Tamborello had an early music-making advantage. Growing up in the sleepy coastal town of Santa Barbara, he had ample free time and his father, an oral surgeon and jazz aficionado, gave young Jimmy free reign over his eight-track tape machine, sequencer, and keyboard. He was in a series of small indie and punk bands and even an act called Antihouse, but it was industrial band Skinny Puppy’s layers of effects and processing that first got him interested in production techniques.

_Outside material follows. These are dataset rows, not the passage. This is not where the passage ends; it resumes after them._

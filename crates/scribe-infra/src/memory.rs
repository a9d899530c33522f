//! In-memory store implementing every repository port.
//!
//! Used when `DATABASE_URL` is unset and by the web app's tests. Data is lost
//! on restart. Uniqueness (usernames, group slugs) and delete cascades follow
//! the Postgres schema.

use async_trait::async_trait;
use tokio::sync::RwLock;
use uuid::Uuid;

use scribe_core::domain::{
    Comment, CommentView, Group, Page, PageRequest, Post, PostView, User,
};
use scribe_core::error::RepoError;
use scribe_core::ports::{
    BaseRepository, CommentRepository, GroupRepository, PostRepository, UserRepository,
};

/// Rows in insertion order.
#[derive(Default)]
pub struct Tables {
    users: Vec<User>,
    groups: Vec<Group>,
    posts: Vec<Post>,
    comments: Vec<Comment>,
}

impl Tables {
    fn username(&self, user_id: Uuid) -> String {
        self.users
            .iter()
            .find(|u| u.id == user_id)
            .map(|u| u.username.clone())
            .unwrap_or_default()
    }

    fn post_view(&self, post: &Post) -> PostView {
        PostView {
            post: post.clone(),
            author: self.username(post.author_id),
            group: post
                .group_id
                .and_then(|id| self.groups.iter().find(|g| g.id == id).cloned()),
        }
    }

    /// Matching posts, newest first; ties go to the later insert.
    fn posts_newest_first(&self, keep: impl Fn(&Post) -> bool) -> Vec<PostView> {
        let mut posts: Vec<&Post> = self.posts.iter().rev().filter(|p| keep(p)).collect();
        posts.sort_by(|a, b| b.created_at.cmp(&a.created_at));
        posts.into_iter().map(|p| self.post_view(p)).collect()
    }
}

/// A row type the store keeps a table of.
pub trait Stored: Clone + Send + Sync + 'static {
    fn id(&self) -> Uuid;
    fn rows(tables: &Tables) -> &Vec<Self>;
    fn rows_mut(tables: &mut Tables) -> &mut Vec<Self>;

    /// A unique or foreign-key violation this row would cause, if any.
    fn conflict(&self, _tables: &Tables) -> Option<String> {
        None
    }

    /// Remove rows that reference the deleted row.
    fn cascade(_tables: &mut Tables, _id: Uuid) {}
}

impl Stored for User {
    fn id(&self) -> Uuid {
        self.id
    }
    fn rows(tables: &Tables) -> &Vec<Self> {
        &tables.users
    }
    fn rows_mut(tables: &mut Tables) -> &mut Vec<Self> {
        &mut tables.users
    }
    fn conflict(&self, tables: &Tables) -> Option<String> {
        tables
            .users
            .iter()
            .any(|u| u.username == self.username && u.id != self.id)
            .then(|| format!("username {:?} is taken", self.username))
    }
    fn cascade(tables: &mut Tables, id: Uuid) {
        tables.comments.retain(|c| c.author_id != id);
        let gone: Vec<Uuid> = tables
            .posts
            .iter()
            .filter(|p| p.author_id == id)
            .map(|p| p.id)
            .collect();
        for post_id in gone {
            Post::cascade(tables, post_id);
        }
        tables.posts.retain(|p| p.author_id != id);
    }
}

impl Stored for Group {
    fn id(&self) -> Uuid {
        self.id
    }
    fn rows(tables: &Tables) -> &Vec<Self> {
        &tables.groups
    }
    fn rows_mut(tables: &mut Tables) -> &mut Vec<Self> {
        &mut tables.groups
    }
    fn conflict(&self, tables: &Tables) -> Option<String> {
        tables
            .groups
            .iter()
            .any(|g| g.slug == self.slug && g.id != self.id)
            .then(|| format!("group slug {:?} is taken", self.slug))
    }
    fn cascade(tables: &mut Tables, id: Uuid) {
        let gone: Vec<Uuid> = tables
            .posts
            .iter()
            .filter(|p| p.group_id == Some(id))
            .map(|p| p.id)
            .collect();
        for post_id in gone {
            Post::cascade(tables, post_id);
        }
        tables.posts.retain(|p| p.group_id != Some(id));
    }
}

impl Stored for Post {
    fn id(&self) -> Uuid {
        self.id
    }
    fn rows(tables: &Tables) -> &Vec<Self> {
        &tables.posts
    }
    fn rows_mut(tables: &mut Tables) -> &mut Vec<Self> {
        &mut tables.posts
    }
    fn conflict(&self, tables: &Tables) -> Option<String> {
        if !tables.users.iter().any(|u| u.id == self.author_id) {
            return Some(format!("author {} does not exist", self.author_id));
        }
        match self.group_id {
            Some(group_id) if !tables.groups.iter().any(|g| g.id == group_id) => {
                Some(format!("group {group_id} does not exist"))
            }
            _ => None,
        }
    }
    fn cascade(tables: &mut Tables, id: Uuid) {
        tables.comments.retain(|c| c.post_id != id);
    }
}

impl Stored for Comment {
    fn id(&self) -> Uuid {
        self.id
    }
    fn rows(tables: &Tables) -> &Vec<Self> {
        &tables.comments
    }
    fn rows_mut(tables: &mut Tables) -> &mut Vec<Self> {
        &mut tables.comments
    }
    fn conflict(&self, tables: &Tables) -> Option<String> {
        if !tables.posts.iter().any(|p| p.id == self.post_id) {
            return Some(format!("post {} does not exist", self.post_id));
        }
        (!tables.users.iter().any(|u| u.id == self.author_id))
            .then(|| format!("author {} does not exist", self.author_id))
    }
}

pub struct InMemoryStore {
    tables: RwLock<Tables>,
}

impl InMemoryStore {
    pub fn new() -> Self {
        Self {
            tables: RwLock::new(Tables::default()),
        }
    }
}

impl Default for InMemoryStore {
    fn default() -> Self {
        Self::new()
    }
}

#[async_trait]
impl<T: Stored> BaseRepository<T, Uuid> for InMemoryStore {
    async fn find_by_id(&self, id: Uuid) -> Result<Option<T>, RepoError> {
        let tables = self.tables.read().await;
        Ok(T::rows(&tables).iter().find(|row| row.id() == id).cloned())
    }

    async fn insert(&self, entity: T) -> Result<T, RepoError> {
        let mut tables = self.tables.write().await;
        if T::rows(&tables).iter().any(|row| row.id() == entity.id()) {
            return Err(RepoError::Constraint(format!("duplicate id {}", entity.id())));
        }
        if let Some(conflict) = entity.conflict(&tables) {
            return Err(RepoError::Constraint(conflict));
        }
        T::rows_mut(&mut tables).push(entity.clone());
        Ok(entity)
    }

    async fn update(&self, entity: T) -> Result<T, RepoError> {
        let mut tables = self.tables.write().await;
        if let Some(conflict) = entity.conflict(&tables) {
            return Err(RepoError::Constraint(conflict));
        }
        let row = T::rows_mut(&mut tables)
            .iter_mut()
            .find(|row| row.id() == entity.id())
            .ok_or(RepoError::NotFound)?;
        *row = entity.clone();
        Ok(entity)
    }

    async fn delete(&self, id: Uuid) -> Result<(), RepoError> {
        let mut tables = self.tables.write().await;
        let rows = T::rows_mut(&mut tables);
        let before = rows.len();
        rows.retain(|row| row.id() != id);
        if rows.len() == before {
            return Err(RepoError::NotFound);
        }
        T::cascade(&mut tables, id);
        Ok(())
    }
}

#[async_trait]
impl UserRepository for InMemoryStore {
    async fn find_by_username(&self, username: &str) -> Result<Option<User>, RepoError> {
        let tables = self.tables.read().await;
        Ok(tables.users.iter().find(|u| u.username == username).cloned())
    }
}

#[async_trait]
impl GroupRepository for InMemoryStore {
    async fn find_by_slug(&self, slug: &str) -> Result<Option<Group>, RepoError> {
        let tables = self.tables.read().await;
        Ok(tables.groups.iter().find(|g| g.slug == slug).cloned())
    }

    async fn list(&self) -> Result<Vec<Group>, RepoError> {
        let mut groups = self.tables.read().await.groups.clone();
        groups.sort_by(|a, b| a.title.cmp(&b.title));
        Ok(groups)
    }
}

#[async_trait]
impl PostRepository for InMemoryStore {
    async fn page_all(&self, request: &PageRequest) -> Result<Page<PostView>, RepoError> {
        let tables = self.tables.read().await;
        Ok(request.slice(tables.posts_newest_first(|_| true)))
    }

    async fn page_by_group(
        &self,
        group_id: Uuid,
        request: &PageRequest,
    ) -> Result<Page<PostView>, RepoError> {
        let tables = self.tables.read().await;
        Ok(request.slice(tables.posts_newest_first(|p| p.group_id == Some(group_id))))
    }

    async fn page_by_author(
        &self,
        author_id: Uuid,
        request: &PageRequest,
    ) -> Result<Page<PostView>, RepoError> {
        let tables = self.tables.read().await;
        Ok(request.slice(tables.posts_newest_first(|p| p.author_id == author_id)))
    }

    async fn find_by_author_and_id(
        &self,
        username: &str,
        post_id: Uuid,
    ) -> Result<Option<PostView>, RepoError> {
        let tables = self.tables.read().await;
        let Some(author) = tables.users.iter().find(|u| u.username == username) else {
            return Ok(None);
        };
        Ok(tables
            .posts
            .iter()
            .find(|p| p.id == post_id && p.author_id == author.id)
            .map(|p| tables.post_view(p)))
    }

    async fn count_by_author(&self, author_id: Uuid) -> Result<u64, RepoError> {
        let tables = self.tables.read().await;
        Ok(tables.posts.iter().filter(|p| p.author_id == author_id).count() as u64)
    }
}

#[async_trait]
impl CommentRepository for InMemoryStore {
    async fn list_for_post(&self, post_id: Uuid) -> Result<Vec<CommentView>, RepoError> {
        let tables = self.tables.read().await;
        let mut comments: Vec<&Comment> =
            tables.comments.iter().filter(|c| c.post_id == post_id).collect();
        comments.sort_by(|a, b| a.created_at.cmp(&b.created_at));

        Ok(comments
            .into_iter()
            .map(|c| CommentView {
                comment: c.clone(),
                author: tables.username(c.author_id),
            })
            .collect())
    }
}

#[cfg(test)]
mod tests {
    use super::*;

    async fn seeded() -> (InMemoryStore, User, Group) {
        let store = InMemoryStore::new();
        let user = User::new("pavel".into(), "pavel@example.com".into(), "hash".into());
        let group = Group::new("Cats", "cats", None).unwrap();
        store.insert(user.clone()).await.unwrap();
        store.insert(group.clone()).await.unwrap();
        (store, user, group)
    }

    #[tokio::test]
    async fn test_usernames_and_slugs_are_unique() {
        let (store, _, _) = seeded().await;

        let twin = User::new("pavel".into(), "other@example.com".into(), "hash".into());
        assert!(matches!(
            store.insert(twin).await,
            Err(RepoError::Constraint(_))
        ));

        let twin = Group::new("More cats", "cats", None).unwrap();
        assert!(matches!(
            store.insert(twin).await,
            Err(RepoError::Constraint(_))
        ));
    }

    #[tokio::test]
    async fn test_pages_are_newest_first() {
        let (store, user, group) = seeded().await;
        for i in 0..11 {
            let group_id = (i % 2 == 0).then_some(group.id);
            store
                .insert(Post::new(user.id, format!("post {i}"), group_id))
                .await
                .unwrap();
        }

        let first = store.page_all(&PageRequest::first(10)).await.unwrap();
        assert_eq!(first.items.len(), 10);
        assert_eq!(first.items[0].post.text, "post 10");
        assert_eq!(first.items[0].author, "pavel");

        let last = store
            .page_all(&PageRequest::new(Some("2".into()), 10))
            .await
            .unwrap();
        assert_eq!(last.items.len(), 1);
        assert_eq!(last.items[0].post.text, "post 0");

        let grouped = store
            .page_by_group(group.id, &PageRequest::first(8))
            .await
            .unwrap();
        assert_eq!(grouped.total_items, 6);
        assert!(grouped.items.iter().all(|v| v.group.as_ref() == Some(&group)));

        assert_eq!(store.count_by_author(user.id).await.unwrap(), 11);
    }

    #[tokio::test]
    async fn test_find_by_author_and_id_checks_author() {
        let (store, user, _) = seeded().await;
        let other = User::new("olga".into(), "olga@example.com".into(), "hash".into());
        store.insert(other).await.unwrap();

        let post = store
            .insert(Post::new(user.id, "mine".into(), None))
            .await
            .unwrap();

        assert!(store
            .find_by_author_and_id("pavel", post.id)
            .await
            .unwrap()
            .is_some());
        assert!(store
            .find_by_author_and_id("olga", post.id)
            .await
            .unwrap()
            .is_none());
        assert!(store
            .find_by_author_and_id("nobody", post.id)
            .await
            .unwrap()
            .is_none());
    }

    #[tokio::test]
    async fn test_rows_must_reference_existing_rows() {
        let (store, user, _) = seeded().await;

        let orphan = Post::new(Uuid::new_v4(), "nobody wrote this".into(), None);
        assert!(matches!(
            store.insert(orphan).await,
            Err(RepoError::Constraint(_))
        ));

        let ungrouped = Post::new(user.id, "lost group".into(), Some(Uuid::new_v4()));
        assert!(matches!(
            store.insert(ungrouped).await,
            Err(RepoError::Constraint(_))
        ));

        let comment = Comment::new(Uuid::new_v4(), user.id, "on nothing".into());
        assert!(matches!(
            store.insert(comment).await,
            Err(RepoError::Constraint(_))
        ));
    }

    #[tokio::test]
    async fn test_update_missing_row() {
        let (store, user, _) = seeded().await;
        let ghost = Post::new(user.id, "ghost".into(), None);
        assert!(matches!(store.update(ghost).await, Err(RepoError::NotFound)));
    }

    #[tokio::test]
    async fn test_comments_oldest_first_and_cascade() {
        let (store, user, _) = seeded().await;
        let post = store
            .insert(Post::new(user.id, "post".into(), None))
            .await
            .unwrap();
        store
            .insert(Comment::new(post.id, user.id, "first".into()))
            .await
            .unwrap();
        store
            .insert(Comment::new(post.id, user.id, "second".into()))
            .await
            .unwrap();

        let comments = store.list_for_post(post.id).await.unwrap();
        assert_eq!(comments.len(), 2);
        assert_eq!(comments[0].comment.text, "first");
        assert_eq!(comments[0].author, "pavel");

        BaseRepository::<Post, Uuid>::delete(&store, post.id)
            .await
            .unwrap();
        assert!(store.list_for_post(post.id).await.unwrap().is_empty());
    }
}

A few years later, he would again be profoundly affected–this time by Aphex Twin, who inspired the creation of Dntel, both in name (“It sounded like it could be the title of an Aphex Twin song”) and in sound (Tamborello’s early productions echo the clicks, drones, and beat trickery of early Aphex albums like Selected Ambient Works I and II. “On a lot of those [old Aphex] songs you can hear the tape noise and stuff, it feels like a person doing it live,” says Tamborello. “It was really inspiring to hear something electronic that wasn’t so perfect sounding. Rave music always seemed so polished and professional; it felt like I was miles away from doing that myself and I remember thinking it would take years to learn how to do it. I liked [IDM] more than the really polished stuff, and it was exciting to realize that I could do that.”
What Works
Dntel’s early productions (from about 1994 to 1997) can be found on Early Works for Me If It Works For You, a second volume of which is due out on Phthalo this fall. Though numbers like “Danny Loves Experimental Electronics” and “Loneliness is Having No One To Miss” are full of skittering, leftfield drum & bass antics and swirling atmospherics, they hint at the lush melodies and clever sampler tics that have since become his trademark.
Tamborello does sometimes listen to his old stuff, but with more of a critical eye than out of sheer pleasure. “I like to hear what things work and what things don’t work, and [think about] how I could change things,” he says. “For my own listening, I really mostly like darker stuff and sadder music. I feel like maybe my stuff might be too quirky for me to listen to. The mood is too… I want to say cute, but that makes me sad.”
Ape Shit
Dntel on his monkey collection.
“I’ve always liked monkeys; my mom liked monkeys, too. I have a decent amount of monkey stuff, like pictures and stuffed monkeys, but it’s not one of those out-of-control things where you want people to stop giving you stuff. For the new Dntel album, I had some chimps do these paintings; it happened through a friend who volunteered at a wildlife waystation somewhere near L.A. I got to pick out two colors per painting but I couldn’t even be there when they did it. I kind of want to use them for the cover but I have to figure out the specifics, like how to give them credit. I also really like babies and monkeys together. I have this idea for a TV show where it would be a little miniature landscape with miniature cities. They put babies and monkeys together in the landscape and film the highlights. Now that would be a good show.”